Recuerdos de la infancia

Sin astrolabio, brújula ni sextante



Demasiado sé que yo vengo de otro mundo, un mundo donde se ve sin mirar. Porque, si no, no se explica que de niño abandonara la cama con los ojos cerrados para dirigirme a la calle, sin topar con mueble ni obstáculo alguno de casa. No se explica, no, que bajara la escalera (mis padres tenían el dormitorio en la planta alta) y alcanzara la vía pública, con riesgo de entrometerme en el tráfico automovilístico. Mi padre corría con el cabello de punta, en pijama y zapatillas, al rescate desesperado del peligro y a reintegrarme al hogar familiar. En todos los casos reaccioné dócilmente. Sin abrir los ojos, volvía al lecho en su compañía (él un paso detrás de mí, vigilante). Tan pronto llegábamos me recogía al amor de las sábanas para continuar soñando sin haber despertado en el entreacto. Solo una vez desperté, sí, precisamente en el trance de superar la puerta de la calle, y entonces sí, entonces sí es verdad que abrí los ojos y me sentí extraño, como si yo no fuera yo, y pensé “si no soy yo ¿qué hago yo aquí?” Al día siguiente vino el carpintero. Habló con mi madre, tomó medidas con la cinta métrica. Y se fue silbando. A la tarde volvió silbando (silbaba siempre: si no lo hacía, era porque tenía el puro apagado en la boca) y colocó al pie de la escalera una puerta artística de barrotes pulimentados de madera de pino con cierre metálico, para impedir aquellas excursiones en estado insomne. 
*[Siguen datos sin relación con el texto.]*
use crate::models::fertilizer::FertilizerDefinition;
use crate::models::nutrient::Element;
use serde::{Deserialize, Serialize};
use std::collections::BTreeMap;

/// A user's choice of product and rate, made under one target nutrient.
#[derive(Debug, Clone, PartialEq, Serialize, Deserialize)]
#[serde(rename_all = "camelCase")]
pub struct FertilizerSelection {
    pub nutrient: String,
    pub fert_label: String,
    /// kg/ha of product
    pub rate: f64,
}

impl FertilizerSelection {
    pub fn new(nutrient: impl Into<String>, fert_label: impl Into<String>, rate: f64) -> Self {
        Self {
            nutrient: nutrient.into(),
            fert_label: fert_label.into(),
            rate: rate.max(0.0),
        }
    }
}

/// Selector slots grouped under their target nutrient. A slot may be empty
/// (no product chosen yet).
#[derive(Debug, Clone, Default, PartialEq, Serialize, Deserialize)]
pub struct SelectionSet {
    slots: BTreeMap<String, Vec<Option<FertilizerSelection>>>,
}

impl SelectionSet {
    pub fn new() -> Self {
        Self::default()
    }

    pub fn from_selections(selections: impl IntoIterator<Item = FertilizerSelection>) -> Self {
        let mut set = Self::new();
        for selection in selections {
            set.slots
                .entry(selection.nutrient.clone())
                .or_default()
                .push(Some(selection));
        }
        set
    }

    /// Add an empty selector under `nutrient`; returns its slot index.
    pub fn add_slot(&mut self, nutrient: &str) -> usize {
        let slots = self.slots.entry(nutrient.to_string()).or_default();
        slots.push(None);
        slots.len() - 1
    }

    pub fn slots(&self, nutrient: &str) -> &[Option<FertilizerSelection>] {
        self.slots.get(nutrient).map(Vec::as_slice).unwrap_or(&[])
    }

    pub fn slot_count(&self, nutrient: &str) -> usize {
        self.slots(nutrient).len()
    }

    /// Fill (or replace) a slot. Out-of-range indexes append.
    pub fn set(&mut self, nutrient: &str, index: usize, fert_label: &str, rate: f64) -> usize {
        let selection = FertilizerSelection::new(nutrient, fert_label, rate);
        let slots = self.slots.entry(nutrient.to_string()).or_default();
        match slots.get_mut(index) {
            Some(slot) => {
                *slot = Some(selection);
                index
            }
            None => {
                slots.push(Some(selection));
                slots.len() - 1
            }
        }
    }

    pub fn set_rate(&mut self, nutrient: &str, index: usize, rate: f64) -> bool {
        match self
            .slots
            .get_mut(nutrient)
            .and_then(|slots| slots.get_mut(index))
            .and_then(Option::as_mut)
        {
            Some(selection) => {
                selection.rate = rate.max(0.0);
                true
            }
            None => false,
        }
    }

    pub fn remove(&mut self, nutrient: &str, index: usize) -> Option<FertilizerSelection> {
        let slots = self.slots.get_mut(nutrient)?;
        if index >= slots.len() {
            return None;
        }
        let removed = slots.remove(index);
        if slots.is_empty() {
            self.slots.remove(nutrient);
        }
        removed
    }

    /// Filled selections made under `nutrient`, with their slot index.
    pub fn for_nutrient<'a>(
        &'a self,
        nutrient: &str,
    ) -> impl Iterator<Item = (usize, &'a FertilizerSelection)> + 'a {
        self.slots(nutrient)
            .iter()
            .enumerate()
            .filter_map(|(idx, slot)| slot.as_ref().map(|s| (idx, s)))
    }

    /// Every filled selection across all target nutrients.
    pub fn iter(&self) -> impl Iterator<Item = &FertilizerSelection> {
        self.slots.values().flatten().flatten()
    }

    pub fn is_empty(&self) -> bool {
        self.iter().next().is_none()
    }

    pub fn clear(&mut self) {
        self.slots.clear();
    }
}

/// One materialized line of the soil amendments summary.
#[derive(Debug, Clone, PartialEq, Serialize, Deserialize)]
#[serde(rename_all = "camelCase")]
pub struct SoilAmendmentEntry {
    pub fertilizer: String,
    pub nutrient: String,
    /// kg/ha of product
    pub rate: f64,
    /// kg/ha of the target nutrient actually supplied
    pub actual_nutrient_applied: f64,
    pub unit: String,
    pub contains: Vec<String>,
}

impl SoilAmendmentEntry {
    pub fn new(fertilizer: &FertilizerDefinition, nutrient: &str, target: Element, rate: f64) -> Self {
        Self {
            fertilizer: fertilizer.label.clone(),
            nutrient: nutrient.to_string(),
            rate,
            actual_nutrient_applied: rate * fertilizer.percent(target) / 100.0,
            unit: "kg/ha".to_string(),
            contains: fertilizer
                .elements()
                .map(|(e, _)| e.as_str().to_string())
                .collect(),
        }
    }
}

/// Total applied per nutrient with a per-product breakdown.
#[derive(Debug, Clone, Default, PartialEq, Serialize)]
pub struct NutrientTotal {
    pub total: f64,
    pub sources: BTreeMap<String, f64>,
}

#[derive(Debug, Clone, Default, PartialEq, Serialize, Deserialize)]
pub struct AmendmentsSummary {
    entries: Vec<SoilAmendmentEntry>,
}

impl AmendmentsSummary {
    pub fn new() -> Self {
        Self::default()
    }

    /// Replace the entry for (fertilizer, nutrient) or append a new one.
    pub fn upsert(&mut self, entry: SoilAmendmentEntry) {
        match self
            .entries
            .iter_mut()
            .find(|e| e.fertilizer == entry.fertilizer && e.nutrient == entry.nutrient)
        {
            Some(existing) => *existing = entry,
            None => self.entries.push(entry),
        }
    }

    pub fn remove(&mut self, fertilizer: &str, nutrient: &str) -> bool {
        let before = self.entries.len();
        self.entries
            .retain(|e| !(e.fertilizer == fertilizer && e.nutrient == nutrient));
        self.entries.len() != before
    }

    pub fn entries(&self) -> &[SoilAmendmentEntry] {
        &self.entries
    }

    pub fn len(&self) -> usize {
        self.entries.len()
    }

    pub fn is_empty(&self) -> bool {
        self.entries.is_empty()
    }

    pub fn totals(&self) -> BTreeMap<String, NutrientTotal> {
        let mut totals: BTreeMap<String, NutrientTotal> = BTreeMap::new();
        for entry in &self.entries {
            let total = totals.entry(entry.nutrient.clone()).or_default();
            total.total += entry.actual_nutrient_applied;
            *total.sources.entry(entry.fertilizer.clone()).or_default() +=
                entry.actual_nutrient_applied;
        }
        totals
    }
}

#[cfg(test)]
mod tests {
    use super::*;

    fn gypsum() -> FertilizerDefinition {
        FertilizerDefinition::new(
            "Natural Gypsum",
            &[(Element::Calcium, 20.0), (Element::Sulphur, 15.0)],
        )
    }

    #[test]
    fn slots_and_selections() {
        let mut set = SelectionSet::new();
        assert_eq!(set.add_slot("Calcium"), 0);
        assert_eq!(set.add_slot("Calcium"), 1);
        assert!(set.is_empty());

        set.set("Calcium", 1, "Natural Gypsum", 500.0);
        set.set("Sulphur", 0, "Elemental Sulfur", 50.0);
        assert_eq!(set.iter().count(), 2);
        assert_eq!(set.for_nutrient("Calcium").next().unwrap().0, 1);

        assert!(set.set_rate("Calcium", 1, 250.0));
        assert!(!set.set_rate("Calcium", 0, 250.0));
        assert!((set.slots("Calcium")[1].as_ref().unwrap().rate - 250.0).abs() < 1e-9);

        let removed = set.remove("Sulphur", 0).unwrap();
        assert_eq!(removed.fert_label, "Elemental Sulfur");
        assert_eq!(set.slot_count("Sulphur"), 0);
        assert!(set.remove("Sulphur", 0).is_none());
    }

    #[test]
    fn negative_rates_clamp_to_zero() {
        let s = FertilizerSelection::new("Calcium", "Natural Gypsum", -10.0);
        assert_eq!(s.rate, 0.0);
    }

    #[test]
    fn amendment_entry_values() {
        let entry = SoilAmendmentEntry::new(&gypsum(), "Calcium", Element::Calcium, 500.0);
        assert!((entry.actual_nutrient_applied - 100.0).abs() < 1e-9);
        assert_eq!(entry.unit, "kg/ha");
        assert_eq!(entry.contains, vec!["Calcium", "Sulphur"]);
    }

    #[test]
    fn upsert_is_idempotent() {
        let mut summary = AmendmentsSummary::new();
        let entry = SoilAmendmentEntry::new(&gypsum(), "Calcium", Element::Calcium, 500.0);
        summary.upsert(entry.clone());
        summary.upsert(entry.clone());
        assert_eq!(summary.len(), 1);

        summary.upsert(SoilAmendmentEntry::new(&gypsum(), "Calcium", Element::Calcium, 300.0));
        assert_eq!(summary.len(), 1);
        assert!((summary.entries()[0].rate - 300.0).abs() < 1e-9);

        summary.upsert(SoilAmendmentEntry::new(&gypsum(), "Sulphur", Element::Sulphur, 300.0));
        assert_eq!(summary.len(), 2);
        assert!(summary.remove("Natural Gypsum", "Sulphur"));
        assert!(!summary.remove("Natural Gypsum", "Sulphur"));
    }

    #[test]
    fn totals_group_by_nutrient() {
        let mut summary = AmendmentsSummary::new();
        summary.upsert(SoilAmendmentEntry::new(&gypsum(), "Calcium", Element::Calcium, 500.0));
        let lime = FertilizerDefinition::new("Super Fine Ag Lime", &[(Element::Calcium, 40.0)]);
        summary.upsert(SoilAmendmentEntry::new(&lime, "Calcium", Element::Calcium, 100.0));

        let totals = summary.totals();
        let calcium = &totals["Calcium"];
        assert!((calcium.total - 140.0).abs() < 1e-9);
        assert_eq!(calcium.sources.len(), 2);
        assert!((calcium.sources["Super Fine Ag Lime"] - 40.0).abs() < 1e-9);
    }
}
Mis sueños eran por entonces tan radicales y tan profundos que a punto estuve más de una vez de morir por asfixia. Dormía bocabajo sobre la almohada, tapándome nariz y boca, de tal manera que no conseguía ni una brizna aire con qué ventilar los pulmones. En tales casos era consciente de la inmediatez de la muerte. Y habría muerto, desde luego, si no fuera porque a última hora, al llegar el estertor final, aparecían las convulsiones y con ellas el levantamiento de la cara y la toma de una pizca de aire que me hacía revivir. Otras veces ocurrió que dormía tan profundamente, y tan a gusto del cuerpo y del espíritu, que me era imposible despertar. Con esfuerzo titánico (que me dejaba extenuado) lograba mover una insignificancia el dedo índice de la mano derecha, cuyo movimiento era observado febrilmente por mis retinas, admiradas del hecho portentoso que estaba ocurriendo, y poco a poco y con mucha insistencia lograba recuperar el control del cuerpo y despertar completamente.

En cuanto a las excursiones nocturnas, mi padre planteó el caso al doctor García de la Torre, que pasaba consulta domiciliaria viajando en un flamante escúter Lambretta. El doctor sentenció que aquello no era cosa de preocuparse, que los episodios desparecerían por sí solos sin necesidad de tratamiento. Y así ocurrió en efecto. Solo queda el tremebundo y vivo recuerdo.